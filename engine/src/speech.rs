//! Qwen-TTS speech synthesis. Unlike image and video generation this is a
//! single synchronous call.

use base64::{Engine as _, engine::general_purpose::STANDARD};
use bytes::Bytes;
use log::{debug, info};
use serde::{Deserialize, Serialize};
use strum::{EnumIter, EnumMessage, EnumString, IntoStaticStr};

use crate::{
    Connection, Error, Result,
    error::ensure_arg,
    media,
    request::check_len,
};

pub(crate) const MULTIMODAL_PATH: &str = "services/aigc/multimodal-generation/generation";
pub const MODEL: &str = "qwen-tts";
pub const MAX_TEXT_CHARS: usize = 500;
pub const SAMPLE_RATES: &[u32] = &[8000, 16000, 22050, 24000, 44100, 48000];
pub const DEFAULT_SAMPLE_RATE: u32 = 22050;

#[derive(
    Debug,
    Clone,
    Copy,
    PartialEq,
    Eq,
    Hash,
    Default,
    EnumIter,
    EnumMessage,
    EnumString,
    IntoStaticStr,
    strum::Display,
    clap::ValueEnum,
)]
#[strum(serialize_all = "lowercase")]
pub enum Voice {
    #[default]
    #[strum(to_string = "Cherry", message = "sweet female voice")]
    #[value(name = "Cherry")]
    Cherry,
    #[strum(to_string = "Chelsie", message = "gentle female voice")]
    #[value(name = "Chelsie")]
    Chelsie,
    #[strum(message = "calm, knowledgeable female voice")]
    Zhichu,
    #[strum(message = "lively female voice")]
    Zhixiaobai,
    #[strum(message = "fresh, sweet female voice")]
    Zhixiaoxia,
    #[strum(message = "elegant, mature female voice")]
    Zhimiao,
    #[strum(message = "soft, warm female voice")]
    Zhiyan,
    #[strum(message = "steady, magnetic male voice")]
    Zhiyuan,
    #[strum(message = "clear, natural male voice")]
    Zhiyun,
    #[strum(message = "mature, steady male voice")]
    Zhishuo,
    #[strum(message = "rational, professional male voice")]
    Zhiwei,
    #[strum(message = "bold male voice")]
    Zhihao,
}

#[derive(
    Debug,
    Clone,
    Copy,
    PartialEq,
    Eq,
    Hash,
    Default,
    Serialize,
    EnumIter,
    strum::Display,
    clap::ValueEnum,
)]
#[serde(rename_all = "lowercase")]
#[strum(serialize_all = "lowercase")]
pub enum AudioFormat {
    #[default]
    Wav,
    Mp3,
    Pcm,
}

#[derive(Debug, Clone, PartialEq)]
pub struct SpeechRequest {
    pub text: String,
    pub voice: Voice,
    pub format: AudioFormat,
    pub sample_rate: u32,
    pub volume: f32,
    pub speech_rate: f32,
    pub pitch_rate: f32,
}

impl SpeechRequest {
    pub fn new(text: impl Into<String>, voice: Voice) -> Self {
        Self {
            text: text.into(),
            voice,
            format: AudioFormat::default(),
            sample_rate: DEFAULT_SAMPLE_RATE,
            volume: 1.0,
            speech_rate: 1.0,
            pitch_rate: 1.0,
        }
    }

    pub fn validate(&self) -> Result<()> {
        ensure_arg!(!self.text.trim().is_empty(), "text must not be empty");
        check_len("text", &self.text, MAX_TEXT_CHARS)?;
        ensure_arg!(
            SAMPLE_RATES.contains(&self.sample_rate),
            "unsupported sample rate {}, expected one of {SAMPLE_RATES:?}",
            self.sample_rate
        );
        ensure_arg!(
            (0.1..=2.0).contains(&self.volume),
            "volume must be within [0.1, 2.0], got {}",
            self.volume
        );
        ensure_arg!(
            (0.5..=2.0).contains(&self.speech_rate),
            "speech_rate must be within [0.5, 2.0], got {}",
            self.speech_rate
        );
        ensure_arg!(
            (0.5..=2.0).contains(&self.pitch_rate),
            "pitch_rate must be within [0.5, 2.0], got {}",
            self.pitch_rate
        );
        Ok(())
    }

    fn payload(&self) -> Payload<'_> {
        let mut parameters = Parameters::default();
        if self.format != AudioFormat::default() {
            parameters.format = Some(self.format);
        }
        if self.sample_rate != DEFAULT_SAMPLE_RATE {
            parameters.sample_rate = Some(self.sample_rate);
        }
        if self.volume != 1.0 {
            parameters.volume = Some(self.volume);
        }
        if self.speech_rate != 1.0 {
            parameters.speech_rate = Some(self.speech_rate);
        }
        if self.pitch_rate != 1.0 {
            parameters.pitch_rate = Some(self.pitch_rate);
        }
        Payload {
            model: MODEL,
            input: Input {
                text: &self.text,
                voice: self.voice.into(),
            },
            parameters: (!parameters.is_empty()).then_some(parameters),
        }
    }
}

#[derive(Debug, Serialize)]
struct Payload<'a> {
    model: &'static str,
    input: Input<'a>,
    #[serde(skip_serializing_if = "Option::is_none")]
    parameters: Option<Parameters>,
}

#[derive(Debug, Serialize)]
struct Input<'a> {
    text: &'a str,
    voice: &'static str,
}

#[derive(Debug, Default, PartialEq, Serialize)]
struct Parameters {
    #[serde(skip_serializing_if = "Option::is_none")]
    format: Option<AudioFormat>,
    #[serde(skip_serializing_if = "Option::is_none")]
    sample_rate: Option<u32>,
    #[serde(skip_serializing_if = "Option::is_none")]
    volume: Option<f32>,
    #[serde(skip_serializing_if = "Option::is_none")]
    speech_rate: Option<f32>,
    #[serde(skip_serializing_if = "Option::is_none")]
    pitch_rate: Option<f32>,
}

impl Parameters {
    fn is_empty(&self) -> bool {
        *self == Self::default()
    }
}

#[derive(Debug, Deserialize)]
struct Response {
    output: Option<ResponseOutput>,
}

#[derive(Debug, Deserialize)]
struct ResponseOutput {
    audio: Option<WireAudio>,
}

#[derive(Debug, Deserialize)]
struct WireAudio {
    url: Option<String>,
    data: Option<String>,
    id: Option<String>,
    expires_at: Option<i64>,
}

#[derive(Debug, Clone)]
pub struct Audio {
    pub data: Bytes,
    pub url: Option<String>,
    pub id: Option<String>,
    /// Unix timestamp after which `url` stops working.
    pub expires_at: Option<i64>,
}

/// Synthesizes `request`, fetching the audio if the platform returns a URL.
pub async fn synthesize(conn: &Connection, request: &SpeechRequest) -> Result<Audio> {
    request.validate()?;
    let payload = request.payload();
    debug!("Speech payload: {}", serde_json::to_string(&payload).unwrap_or_default());

    let response: Response = conn
        .send_json(conn.post(MULTIMODAL_PATH).json(&payload))
        .await?;
    let audio = response
        .output
        .and_then(|o| o.audio)
        .ok_or_else(|| Error::MalformedResponse("no output.audio in speech response".into()))?;

    let data = match (&audio.url, &audio.data) {
        (Some(url), _) => media::download(conn.http(), url).await?,
        (None, Some(b64)) if !b64.is_empty() => STANDARD
            .decode(b64)
            .map(Bytes::from)
            .map_err(|e| Error::MalformedResponse(format!("audio data isn't base64: {e}")))?,
        _ => {
            return Err(Error::MalformedResponse(
                "speech response has neither audio url nor data".into(),
            ));
        }
    };
    info!("Synthesized {} bytes of {} audio", data.len(), request.format);

    Ok(Audio {
        data,
        url: audio.url,
        id: audio.id,
        expires_at: audio.expires_at,
    })
}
------
Find the lines above that hold "engine", then copy each of them.

▶ **Written answer**:
filename engine/src/speech.rs
use base64::{Engine as _, engine::general_purpose::STANDARD};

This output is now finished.